As we recorded the video, Mark Crowe told me exactly what he wanted in terms of musical style, and sound effects that were needed for each scene, he was very specific even giving reference to sounds used in sci-fi movies (like the sound of the device used by Dekker in Blade Runner where he was studying the photos found in the living quarters of a replicant he’d just killed).

Scott had just had one point of direction, “Knock our socks off, Ken!” So that’s what I did. I got almost no sleep that weekend and when Monday came around, I uploaded the sound files to the company’s file server and met with the two guys to go over my work. They plugged in the tunes to the game and launched it. As the music played, I remember watching their reaction, sitting back with their arms crossed watching the game opening unfold with the big orchestra underscore. Mark Crowe, who normally smiles with a kind of side smirk, actually revealed his teeth as the music continued to play.  Mark wanted only one change, the cantina had a futuristic honkytonk tune that he didn’t care for, so the next day I brought in something more akin to the Star Wars cantina music. I heard through the grapevine that during the board meeting, Roberta, who was also present, asked her husband why the music for her games did sound as good as the music for Space Quest – but I don’t know for sure if that’s true.

Mark Seibert came back from vacation a bit surprised by what had developed in his absence, but I was reassigned to work on SQ4. I think due to the insistence from the Andromeda guys. I went on to score many of the high profile games at Sierra after that.

4. What was your favourite project while working at Sierra? (Don’t say some Adlib conversion!)
SQ4 was by far my favorite, but also had a ton of fun composing for the remake of Oilswell. Between each level of the game was a little vignette featuring the game’s dinosaur mascot, Slater where something spectacularly wrong would happen to him. It was like writing music for a cartoon. This was the kind of influence Bill Davis brought to Sierra. I think Bill actually won a significant award for the cartoon opening of the movie City Slickers while he worked at Kurtz and Friends in Hollywood. GREAT FUN!

5. What is your favourite music style, and what inspired you then (1989-1991) and now?
By far I like composing for orchestra. Go to my YouTube channel (youtube.com/mrkenallen) and you see a trailer for the Star Trek game I was designing and producing for Interplay. That’s my music being played by a 40 piece orchestra of Hollywood musicians and I’m the conductor. Standing in front of 40 professional musicians playing my music was VERY gratifying. But I taught myself to write in any style and did so for many of the games I worked on, including big band, rockabilly, technorock, classic rock, bluegrass, cartoon music, practically everything.
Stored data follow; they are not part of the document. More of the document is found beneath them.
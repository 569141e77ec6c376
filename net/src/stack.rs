//! IP stack with the lease and resolve step functions.
//!
//! [`NetStack`] owns the smoltcp interface and socket set and implements
//! the run loop's network seams. Each seam call performs one bounded unit
//! of work: poll the interface once, inspect socket state once, return.
//! Per-attempt timeouts are measured against the injected millisecond
//! clock; when an attempt times out the step reports `Failed` and the
//! attempt timer restarts, leaving the retry policy entirely to the
//! caller.

use sebridge_core::diag::{debug_log, error_log, BootStage};
use sebridge_core::NetProfile;
use sebridge_runloop::traits::{LeaseClient, LeaseStep, NameResolver, NetInterface, ResolveStep};

use smoltcp::iface::{Config, Interface, SocketHandle, SocketSet, SocketStorage};
use smoltcp::socket::dhcpv4::{Event as DhcpEvent, Socket as DhcpSocket};
use smoltcp::socket::dns::{
    DnsQuery, GetQueryResultError, QueryHandle, Socket as DnsSocket,
};
use smoltcp::time::Instant;
use smoltcp::wire::{
    DnsQueryType, EthernetAddress, IpAddress, IpCidr, Ipv4Address, Ipv4Cidr,
};

use crate::adapter::EthAdapter;
use crate::driver::EthDriver;

/// Socket slots the stack needs (DHCP + DNS, with slack).
pub const SOCKET_SLOTS: usize = 4;

/// Per-attempt timeouts in milliseconds.
///
/// These bound a single protocol attempt; the run loop's sequencers own
/// the retry counts on top.
#[derive(Debug, Clone, Copy)]
pub struct Timeouts {
    pub lease_attempt_ms: u64,
    pub resolve_attempt_ms: u64,
}

impl Default for Timeouts {
    fn default() -> Self {
        Self {
            lease_attempt_ms: 10_000,
            resolve_attempt_ms: 5_000,
        }
    }
}

/// smoltcp-backed network stack.
///
/// Socket storage and DNS query slots are caller-owned; the stack adds its
/// sockets lazily so a session with DHCP or DNS disabled generates no
/// traffic for the unused protocol.
pub struct NetStack<'a, D: EthDriver> {
    adapter: EthAdapter<D>,
    iface: Interface,
    sockets: SocketSet<'a>,
    dhcp_handle: Option<SocketHandle>,
    dhcp_active: bool,
    lease_held: bool,
    dns_handle: Option<SocketHandle>,
    dns_queries: Option<&'a mut [Option<DnsQuery>]>,
    query: Option<QueryHandle>,
    timeouts: Timeouts,
    lease_attempt_started: Option<u64>,
    resolve_attempt_started: Option<u64>,
    now_ms: fn() -> u64,
    profile: NetProfile,
}

impl<'a, D: EthDriver> NetStack<'a, D> {
    /// Create the stack over `driver`.
    ///
    /// `storage` needs at least [`SOCKET_SLOTS`] entries and `dns_queries`
    /// at least one. `now_ms` is the board's millisecond tick source.
    pub fn new(
        driver: D,
        storage: &'a mut [SocketStorage<'a>],
        dns_queries: &'a mut [Option<DnsQuery>],
        now_ms: fn() -> u64,
    ) -> Self {
        let mac = driver.mac_address();
        let mut adapter = EthAdapter::new(driver);

        let config = Config::new(EthernetAddress(mac).into());
        let iface = Interface::new(config, &mut adapter, Instant::from_millis(now_ms() as i64));
        let sockets = SocketSet::new(&mut storage[..]);

        Self {
            adapter,
            iface,
            sockets,
            dhcp_handle: None,
            dhcp_active: false,
            lease_held: false,
            dns_handle: None,
            dns_queries: Some(dns_queries),
            query: None,
            timeouts: Timeouts::default(),
            lease_attempt_started: None,
            resolve_attempt_started: None,
            now_ms,
            profile: NetProfile::new([0; 4], [0; 4], [0; 4]),
        }
    }

    /// Override the per-attempt timeouts.
    pub fn with_timeouts(mut self, timeouts: Timeouts) -> Self {
        self.timeouts = timeouts;
        self
    }

    /// Poll the interface once. Returns true on socket activity.
    pub fn poll(&mut self, now_ms: u64) -> bool {
        let now = Instant::from_millis(now_ms as i64);
        self.iface.poll(now, &mut self.adapter, &mut self.sockets)
    }

    /// Get a reference to the underlying driver.
    pub fn driver(&self) -> &D {
        self.adapter.driver()
    }
}

impl<'a, D: EthDriver> LeaseClient for NetStack<'a, D> {
    fn begin(&mut self) {
        match self.dhcp_handle {
            Some(handle) => self.sockets.get_mut::<DhcpSocket>(handle).reset(),
            None => self.dhcp_handle = Some(self.sockets.add(DhcpSocket::new())),
        }
        self.dhcp_active = true;
        self.lease_held = false;
        self.lease_attempt_started = None;
    }

    fn step(&mut self) -> LeaseStep {
        let handle = match self.dhcp_handle {
            Some(handle) if self.dhcp_active => handle,
            _ => return LeaseStep::Pending,
        };

        let now = (self.now_ms)();
        self.poll(now);

        match self.sockets.get_mut::<DhcpSocket>(handle).poll() {
            Some(DhcpEvent::Configured(config)) => {
                let cidr = config.address;
                let router = config.router;

                self.iface.update_ip_addrs(|addrs| {
                    addrs.clear();
                    let _ = addrs.push(IpCidr::Ipv4(cidr));
                });
                match router {
                    Some(router) => {
                        let _ = self.iface.routes_mut().add_default_ipv4_route(router);
                    }
                    None => {
                        self.iface.routes_mut().remove_default_ipv4_route();
                    }
                }

                self.profile = NetProfile::new(
                    cidr.address().0,
                    prefix_to_mask(cidr.prefix_len()),
                    router.map(|r| r.0).unwrap_or([0; 4]),
                );
                self.lease_held = true;
                self.lease_attempt_started = None;
                debug_log(BootStage::Dhcp, "lease configured");
                LeaseStep::Leased
            }
            Some(DhcpEvent::Deconfigured) => {
                // Lease lost; discovery restarts inside the socket and a
                // fresh attempt window opens on the next step.
                self.iface.update_ip_addrs(|addrs| addrs.clear());
                self.iface.routes_mut().remove_default_ipv4_route();
                self.profile = NetProfile::new([0; 4], [0; 4], [0; 4]);
                self.lease_held = false;
                self.lease_attempt_started = None;
                debug_log(BootStage::Dhcp, "lease lost, rediscovering");
                LeaseStep::Pending
            }
            None => {
                // The attempt timer only runs while acquiring; a healthy
                // held lease is quiet between renewals.
                if self.lease_held {
                    return LeaseStep::Pending;
                }
                let started = *self.lease_attempt_started.get_or_insert(now);
                if now.saturating_sub(started) > self.timeouts.lease_attempt_ms {
                    self.lease_attempt_started = Some(now);
                    LeaseStep::Failed
                } else {
                    LeaseStep::Pending
                }
            }
        }
    }

    fn stop(&mut self) {
        if let Some(handle) = self.dhcp_handle {
            self.sockets.get_mut::<DhcpSocket>(handle).reset();
        }
        self.dhcp_active = false;
        self.lease_held = false;
        self.lease_attempt_started = None;
    }
}

impl<'a, D: EthDriver> NameResolver for NetStack<'a, D> {
    fn query_step(&mut self, server: [u8; 4], host: &str) -> ResolveStep {
        // A literal address needs no query at all.
        if let Some(ip) = parse_ipv4(host) {
            return ResolveStep::Resolved(ip);
        }

        let now = (self.now_ms)();
        self.poll(now);

        let dns_handle = match self.dns_handle {
            Some(handle) => handle,
            None => {
                let queries = match self.dns_queries.take() {
                    Some(queries) => queries,
                    None => {
                        error_log(BootStage::Dns, "no DNS query slots");
                        return ResolveStep::Failed;
                    }
                };
                let servers = [IpAddress::Ipv4(Ipv4Address(server))];
                let handle = self.sockets.add(DnsSocket::new(&servers[..], queries));
                self.dns_handle = Some(handle);
                handle
            }
        };

        let started = *self.resolve_attempt_started.get_or_insert(now);
        let socket = self.sockets.get_mut::<DnsSocket>(dns_handle);

        let query = match self.query {
            Some(query) => query,
            None => match socket.start_query(self.iface.context(), host, DnsQueryType::A) {
                Ok(query) => {
                    self.query = Some(query);
                    debug_log(BootStage::Dns, "query sent");
                    return ResolveStep::Pending;
                }
                Err(_) => {
                    self.resolve_attempt_started = Some(now);
                    error_log(BootStage::Dns, "query start rejected");
                    return ResolveStep::Failed;
                }
            },
        };

        match socket.get_query_result(query) {
            Ok(addrs) => {
                self.query = None;
                self.resolve_attempt_started = None;
                for addr in addrs {
                    if let IpAddress::Ipv4(ip) = addr {
                        return ResolveStep::Resolved(ip.0);
                    }
                }
                error_log(BootStage::Dns, "no IPv4 in answer");
                ResolveStep::Failed
            }
            Err(GetQueryResultError::Pending) => {
                if now.saturating_sub(started) > self.timeouts.resolve_attempt_ms {
                    // No cancel API; the outstanding query keeps
                    // retransmitting and the next step reuses it.
                    self.resolve_attempt_started = Some(now);
                    ResolveStep::Failed
                } else {
                    ResolveStep::Pending
                }
            }
            Err(GetQueryResultError::Failed) => {
                self.query = None;
                self.resolve_attempt_started = Some(now);
                ResolveStep::Failed
            }
        }
    }
}

impl<'a, D: EthDriver> NetInterface for NetStack<'a, D> {
    fn set_mac(&mut self, mac: [u8; 6]) {
        self.iface.set_hardware_addr(EthernetAddress(mac).into());
    }

    fn apply_static(&mut self, net: &NetProfile) {
        let cidr = Ipv4Cidr::new(Ipv4Address(net.ip), mask_to_prefix(net.mask));
        self.iface.update_ip_addrs(|addrs| {
            addrs.clear();
            let _ = addrs.push(IpCidr::Ipv4(cidr));
        });
        if net.gateway != [0; 4] {
            let _ = self
                .iface
                .routes_mut()
                .add_default_ipv4_route(Ipv4Address(net.gateway));
        } else {
            self.iface.routes_mut().remove_default_ipv4_route();
        }
        self.profile = *net;
    }

    fn profile(&self) -> NetProfile {
        self.profile
    }

    fn link_up(&self) -> bool {
        self.adapter.driver().link_up()
    }
}

/// Parse an IPv4 address from a dotted decimal string.
pub fn parse_ipv4(s: &str) -> Option<[u8; 4]> {
    let bytes = s.as_bytes();
    let mut octets = [0u8; 4];
    let mut octet_idx = 0;
    let mut current: u16 = 0;
    let mut digit_count = 0;

    for &b in bytes {
        if b == b'.' {
            if digit_count == 0 || octet_idx >= 3 {
                return None;
            }
            octets[octet_idx] = current as u8;
            octet_idx += 1;
            current = 0;
            digit_count = 0;
        } else if b.is_ascii_digit() {
            current = current * 10 + (b - b'0') as u16;
            digit_count += 1;
            if digit_count > 3 || current > 255 {
                return None;
            }
        } else {
            return None;
        }
    }

    if digit_count == 0 || octet_idx != 3 {
        return None;
    }
    octets[3] = current as u8;

    Some(octets)
}

/// Netmask to CIDR prefix length.
pub fn mask_to_prefix(mask: [u8; 4]) -> u8 {
    u32::from_be_bytes(mask).count_ones() as u8
}

/// CIDR prefix length to netmask.
pub fn prefix_to_mask(prefix: u8) -> [u8; 4] {
    if prefix == 0 {
        return [0; 4];
    }
    let bits = u32::MAX << (32 - prefix.min(32) as u32);
    bits.to_be_bytes()
}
One of my Facebook friends asked in jest if I had to learn to speak Andromedan when working with Mark and Scott on Space Quest? And if my Andromedan, he meant “humor” the answer is yes, I had to learn the language of their humor.Piers Sutton also on Facebook asked this question:
Richard Garriot and Chuck Norris walk into a bar; what type of music plays and why?
This is exactly the kind of question I would expect from a fan of Space Quest. And in that spirit I will say Yakkety Sax (the theme from the Benny Hill show). Why? Because it’s funny.Many of my colleagues ask, when they find out I did music for some pretty famous games, why I gave it up.Pretty simple really, money. My earning potential as a game composer was lower back then than for other game development categories, although that’s changing now. Originally, I wanted to do programming and game design and I wish I’d actually made that choice in the early part of my career. Writing music is a lot like writing computer code. The language is symbolic, there’s conditional branching, and when you write for several musicians, it’s multithreaded. So yeah. I do miss writing music. But I really do love what I do now.